Long pause. Then, in the booming tones of someone with hearing loss, the guy at the other end says "Who is this?"

Biting back the obvious retort, to the effect that I am the owner of the telephone you just dialed, I replied "Who is this?"

"Is this Joan?"

Joan? JOAN? I'm not fond of my voice. I sound like there's something seriously wrong with my nose, which there probably is, since I tried to use it to recontour a car's steering wheel a couple decades ago. But whatever its faults, I don't think my voice sounds at all ladylike. "I think you have a wrong number, sir," I said.

"Uh? Okay."

Wrong number calls are a little annoying. Rude ones considerably so. This one today reminded me of a couple classics I got back when I lived in the suburbs of Chicago for a while. If you can call existance in the suburbs of a large city by the name of "life."

The one I got most often was the fellow I called the Drunken Greek. Although he might have been Russian, I don't know. He had a heavy accent, I could barely understand him, nor could he understand me well. That was part of the problem.

The phone would ring at 3:00 AM. Always at 3:00 AM. I'd stagger over to it and pick it up. "Hello?"

"Hello, Dimitrius old friend! How go with you?"

At 3:00 AM my mind doesn't work even to its usual low standards. So, being in full stupid mode, I tried to be polite with someone who couldn't understand what I was saying, and was seriously drunk to boot. "I'm sorry, there's nobody named Dimitrius here."

Long silence. Then, "You lie."

Looking around my apartment to be sure, I confirmed that I was quite alone, with the possible exception of the raccoons who would climb up to my window (on the third floor) and try to get in and steal my potato chips. "No, really. There's nobody named Dimitrius here. I'm alone. I don't know anyone named Dimitrios."

Long silence.
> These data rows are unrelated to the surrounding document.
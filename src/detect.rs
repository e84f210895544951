//! Input format detection.
//!
//! The CLI accepts both encrypted `.rayconfig` exports and config JSON that
//! was already decrypted, so inputs are classified before decoding.

use crate::error::{Error, Result};
use std::fs::File;
use std::io::{BufReader, Read};
use std::path::Path;

/// gzip magic bytes.
const GZIP_MAGIC: &[u8] = &[0x1f, 0x8b];

/// How many leading bytes are inspected when sniffing a file.
const SNIFF_LEN: usize = 64;

/// Kind of config input.
#[derive(Debug, Clone, Copy, PartialEq, Eq)]
pub enum InputFormat {
    /// Encrypted export (`.rayconfig`)
    Encrypted,
    /// Decrypted config JSON
    Json,
}

impl std::fmt::Display for InputFormat {
    fn fmt(&self, f: &mut std::fmt::Formatter<'_>) -> std::fmt::Result {
        match self {
            InputFormat::Encrypted => write!(f, "encrypted export"),
            InputFormat::Json => write!(f, "config JSON"),
        }
    }
}

/// Detect the input format from a file path.
///
/// # Example
/// ```no_run
/// use rayconfig::detect::detect_format_from_path;
///
/// let format = detect_format_from_path("Raycast.rayconfig").unwrap();
/// println!("Input is {}", format);
/// ```
pub fn detect_format_from_path<P: AsRef<Path>>(path: P) -> Result<InputFormat> {
    let file = File::open(path)?;
    let mut reader = BufReader::new(file).take(SNIFF_LEN as u64);
    let mut head = Vec::with_capacity(SNIFF_LEN);
    reader.read_to_end(&mut head)?;
    detect_format_from_bytes(&head)
}

/// Detect the input format from the leading bytes of a file.
///
/// Config JSON always starts with an object, so the first non-whitespace
/// byte is `{` and the bytes are UTF-8. Anything else is treated as
/// ciphertext. Empty input is an error.
pub fn detect_format_from_bytes(data: &[u8]) -> Result<InputFormat> {
    let first = data
        .iter()
        .find(|b| !b.is_ascii_whitespace())
        .ok_or_else(|| Error::Other("Input is empty".into()))?;

    // A sniffed prefix may end inside a multi-byte character.
    let is_text = match std::str::from_utf8(data) {
        Ok(_) => true,
        Err(e) => e.error_len().is_none(),
    };

    if *first == b'{' && is_text {
        Ok(InputFormat::Json)
    } else {
        Ok(InputFormat::Encrypted)
    }
}

/// Check whether bytes start with the gzip magic number.
pub fn is_gzip_bytes(data: &[u8]) -> bool {
    data.starts_with(GZIP_MAGIC)
}
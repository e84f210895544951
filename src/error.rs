//! Error types for rayconfig library.

use std::io;
use thiserror::Error;

/// Result type alias for rayconfig operations.
pub type Result<T> = std::result::Result<T, Error>;

/// Error types that can occur while decoding configs and exporting notes.
#[derive(Error, Debug)]
pub enum Error {
    /// I/O error when reading or writing files.
    #[error("I/O error: {0}")]
    Io(#[from] io::Error),

    /// The passphrase is wrong or the export is corrupted.
    ///
    /// Padding, block length and gzip validation all collapse into this
    /// variant so a bad password is never reported as garbage output.
    #[error("Invalid decryption password")]
    InvalidPassword,

    /// Encrypted input was given without a password.
    #[error("A password is required to decrypt this config")]
    PasswordRequired,

    /// The decrypted payload or an embedded document is not valid JSON.
    #[error("JSON error: {0}")]
    Json(#[from] serde_json::Error),

    /// An embedded note document is not valid base64.
    #[error("Base64 decoding error: {0}")]
    Base64(#[from] base64::DecodeError),

    /// The configuration carries no notes collection.
    #[error("No notes found in the config")]
    NotesNotFound,

    /// A note record is missing a required field.
    #[error("Malformed note: {0}")]
    MalformedNote(String),

    /// A note timestamp could not be parsed.
    #[error("Invalid timestamp: {0}")]
    InvalidTimestamp(String),

    /// Error during Markdown rendering.
    #[error("Rendering error: {0}")]
    Render(String),

    /// Generic error with message.
    #[error("{0}")]
    Other(String),
}

impl From<chrono::ParseError> for Error {
    fn from(err: chrono::ParseError) -> Self {
        Error::InvalidTimestamp(err.to_string())
    }
}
Then, "You lie."

After another couple of tries I just hung up the phone.

To give you an idea of just how poorly my mind works at 3:00 AM, the next two times the Drunken Greek called me at that hour, I also tried to reason with him. But by the fourth time I just said "Oh god, not you again!" and hung up. I never heard from him again. Too bad about him and his friend Dimitrius breaking up because I hung up, but oh well, them's the breaks.

That wasn't the best one. 3:00 AM again, only this time I had been using the computer at work to about 2:30, so I was still awake and fully clothed. Phone rings, I pick up. "Hello?"

Long silence. Then, "Whacha hell you doin with my girlfriend?"

Once again, the obvious answer eluded me. Alas! I just broke down in helpless laughter. After about five minutes, I said "I'm sorry, I think you have the wrong number." "Oh. Sorry," the other guy said, and clicked off.

But what a missed opportunity! He gave me the straight line of a lifetime, and I flubbed it.